Since even command-line can be a little daunting, we provide lots of shell scripts showing complete examples of how to call PyMIR³ to perform some task in a data set.

Easy to reproduce

The fact that PyMIR³ is so modular and saves every intermediary results in files should make the results reproducible enough, but we went one step ahead and stored the whole computing path in the metadata.

When describing the data format, I didn’t talk specifically about the metadata because it fits better here. Usual metadata for something like a spectrogram would be the parameters (e.g. sampling rate) that the user passed to it, but we also store the original file name and its hash. If the input files are PyMIR³ data objects, we store their metadata too. We do this at every one of our modules (and user-created modules are encouraged to do the same!), so the metadata of a result object, such as an Evaluation, has the whole history of operations and data used to arrive at the result.

If someone tries to reproduce a research and doesn’t get the same results, s/he only has to verify where the metadata between his/her result and the original author’s result. This avoids the major issue of getting different results and having no idea which step to blame.
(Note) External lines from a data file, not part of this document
//! Layout and index operations of one segment region.
//!
//! ```text
//! +----------------+------------------+--------------------+-------------+
//! | SegmentHeader  | bucket table     | entry slots        | record heap |
//! | 64 bytes       | buckets x u32    | slots x EntrySlot  | heap_bytes  |
//! +----------------+------------------+--------------------+-------------+
//! ```
//!
//! A zero-filled region is a valid empty segment. Nothing here locks: callers
//! hold the segment's lock while a [`SegmentRef`] or [`SegmentMut`] is alive.

use bytemuck::{Pod, Zeroable};
use tracing::debug;

use crate::entry::{ENTRY_SIZE, EntrySlot, SlotStatus};
use crate::error::{HashError, Result};

pub const SEGMENT_HEADER_SIZE: usize = 64;

/// Free-list links are 30-bit slot numbers offset by one.
pub const MAX_SLOTS: usize = (1 << 30) - 2;

const EMPTY: u32 = 0;
const TOMBSTONE: u32 = u32::MAX;

/// Upper half of the key hash. The lower half already picked the segment.
pub fn hash_tag(hash: u64) -> u32 {
    (hash >> 32) as u32
}

fn align_up(n: usize, align: usize) -> usize {
    (n + align - 1) & !(align - 1)
}

#[derive(Debug, Clone, Copy, Default, PartialEq, Eq, Zeroable, Pod)]
#[repr(C)]
pub struct SegmentHeader {
    pub entries: u64,
    /// Slots ever handed out since the last reset
    pub slots_used: u64,
    /// Slot index + 1 of the first free slot, `0` when the list is empty
    pub free_head: u64,
    pub heap_used: u64,
    /// Heap bytes held by removed or shrunk records
    pub garbage: u64,
    pub tombstones: u64,
    reserved: [u64; 2],
}

#[derive(Debug, Clone, Copy, PartialEq, Eq)]
pub struct SegmentGeometry {
    slots: usize,
    buckets: usize,
    heap_bytes: usize,
}

impl SegmentGeometry {
    pub fn new(slots: usize, heap_bytes: usize) -> Result<Self> {
        if slots == 0 || slots > MAX_SLOTS {
            return Err(HashError::InvalidConfig(format!(
                "entries per segment must be in 1..={MAX_SLOTS}, got {slots}"
            )));
        }
        if heap_bytes > u32::MAX as usize {
            return Err(HashError::InvalidConfig(format!(
                "segment heap of {heap_bytes} bytes exceeds {} bytes",
                u32::MAX
            )));
        }
        Ok(Self {
            slots,
            buckets: (slots * 2).next_power_of_two(),
            heap_bytes,
        })
    }

    pub fn slots(&self) -> usize {
        self.slots
    }

    pub fn buckets(&self) -> usize {
        self.buckets
    }

    pub fn heap_bytes(&self) -> usize {
        self.heap_bytes
    }

    fn slots_offset(&self) -> usize {
        SEGMENT_HEADER_SIZE + align_up(self.buckets * 4, 8)
    }

    fn heap_offset(&self) -> usize {
        self.slots_offset() + align_up(self.slots * ENTRY_SIZE, 8)
    }

    /// Bytes one segment occupies, a multiple of 64.
    pub fn region_size(&self) -> usize {
        align_up(self.heap_offset() + self.heap_bytes, 64)
    }
}

/// Where a key lives: its bucket in the table and its entry slot.
#[derive(Debug, Clone, Copy, PartialEq, Eq)]
pub struct Found {
    pub bucket: usize,
    pub slot: usize,
}

#[derive(Debug, Clone, Copy, Default, PartialEq, Eq)]
pub struct SegmentStats {
    pub entries: usize,
    pub capacity: usize,
    pub heap_used: usize,
    pub heap_capacity: usize,
    pub garbage_bytes: usize,
    pub tombstones: usize,
}

/// Read access to a segment region.
#[derive(Clone, Copy)]
pub struct SegmentRef<'a> {
    header: &'a SegmentHeader,
    buckets: &'a [u32],
    slots: &'a [EntrySlot],
    heap: &'a [u8],
}
use bytemuck::{Pod, Zeroable};
use modular_bitfield::prelude::B30;
use modular_bitfield::{Specifier, bitfield};

#[derive(Specifier, PartialEq, Eq, Debug, Clone, Copy)]
#[bits = 2]
pub enum SlotStatus {
    /// Never handed out since the segment was last reset
    Empty,
    Full,
    /// On the free list
    Free,
}

/// One entry slot of a segment.
///
/// The record (key bytes followed by value bytes) lives in the segment heap at
/// `heap_pos`. A free slot reuses `next_free` as the free-list link
/// (slot index + 1, `0` ends the list).
#[bitfield(bits = 160)]
#[derive(Clone, Copy, Zeroable, Pod, Debug)]
#[repr(C)]
pub struct EntrySlot {
    pub status: SlotStatus,
    pub next_free: B30,
    pub hash_tag: u32,
    pub heap_pos: u32,
    pub key_len: u32,
    pub value_len: u32,
}

pub const ENTRY_SIZE: usize = std::mem::size_of::<EntrySlot>();

impl EntrySlot {
    pub fn occupied(hash_tag: u32, heap_pos: u32, key_len: u32, value_len: u32) -> Self {
        EntrySlot::new()
            .with_status(SlotStatus::Full)
            .with_hash_tag(hash_tag)
            .with_heap_pos(heap_pos)
            .with_key_len(key_len)
            .with_value_len(value_len)
    }

    pub fn free(next_free: u32) -> Self {
        EntrySlot::new()
            .with_status(SlotStatus::Free)
            .with_next_free(next_free)
    }

    pub fn is_occupied(&self) -> bool {
        self.status() == SlotStatus::Full
    }

    pub fn is_free(&self) -> bool {
        self.status() == SlotStatus::Free
    }

    pub fn record_len(&self) -> usize {
        self.key_len() as usize + self.value_len() as usize
    }

    pub fn key_range(&self) -> std::ops::Range<usize> {
        let start = self.heap_pos() as usize;
        start..start + self.key_len() as usize
    }

    pub fn value_range(&self) -> std::ops::Range<usize> {
        let start = self.key_range().end;
        start..start + self.value_len() as usize
    }
}

#[cfg(test)]
mod tests {
    use super::*;

    #[test]
    fn test_slot_is_twenty_bytes() {
        assert_eq!(ENTRY_SIZE, 20);
        assert_eq!(std::mem::align_of::<EntrySlot>(), 1);
    }

    #[test]
    fn test_zeroed_slot_is_empty() {
        let slot: EntrySlot = Zeroable::zeroed();
        assert_eq!(slot.status(), SlotStatus::Empty);
        assert!(!slot.is_occupied());
        assert!(!slot.is_free());
    }

    #[test]
    fn test_occupied_slot_ranges() {
        let slot = EntrySlot::occupied(0xabcd_0123, 100, 8, 24);
        assert!(slot.is_occupied());
        assert_eq!(slot.hash_tag(), 0xabcd_0123);
        assert_eq!(slot.key_range(), 100..108);
        assert_eq!(slot.value_range(), 108..132);
        assert_eq!(slot.record_len(), 32);
    }

    #[test]
    fn test_free_slot_links() {
        let slot = EntrySlot::free((1 << 30) - 1);
        assert!(slot.is_free());
        assert_eq!(slot.next_free(), (1 << 30) - 1);
        assert_eq!(slot.record_len(), 0);
    }
}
As the whole history is there, even if a shell script that can be used to reproduce the research isn’t available (although this isn’t a nice thing to do), the sequence can be rebuilt.

Moreover, this is computed even if the user doesn’t use the command-line, since the modules can do this for data objects in memory too. Although this method doesn’t prevent one from faking a metadata history, it makes it easier for people to check that the results are valid, since even a fake metadata will provide a different result from the reproducing researcher at some point.


From our perspective, we’ve successfully designed a framework that deals with all our concerns. Tiago uses it frequently in his research and I’m thinking about taking somethings, like the DataObject and module auto-discovery, and creating libraries for them, as I think they have more general use.

If you are interested in PyMIR³, I’d recommend checking it on GitHub and giving it a try. We’d love to hear some feedback!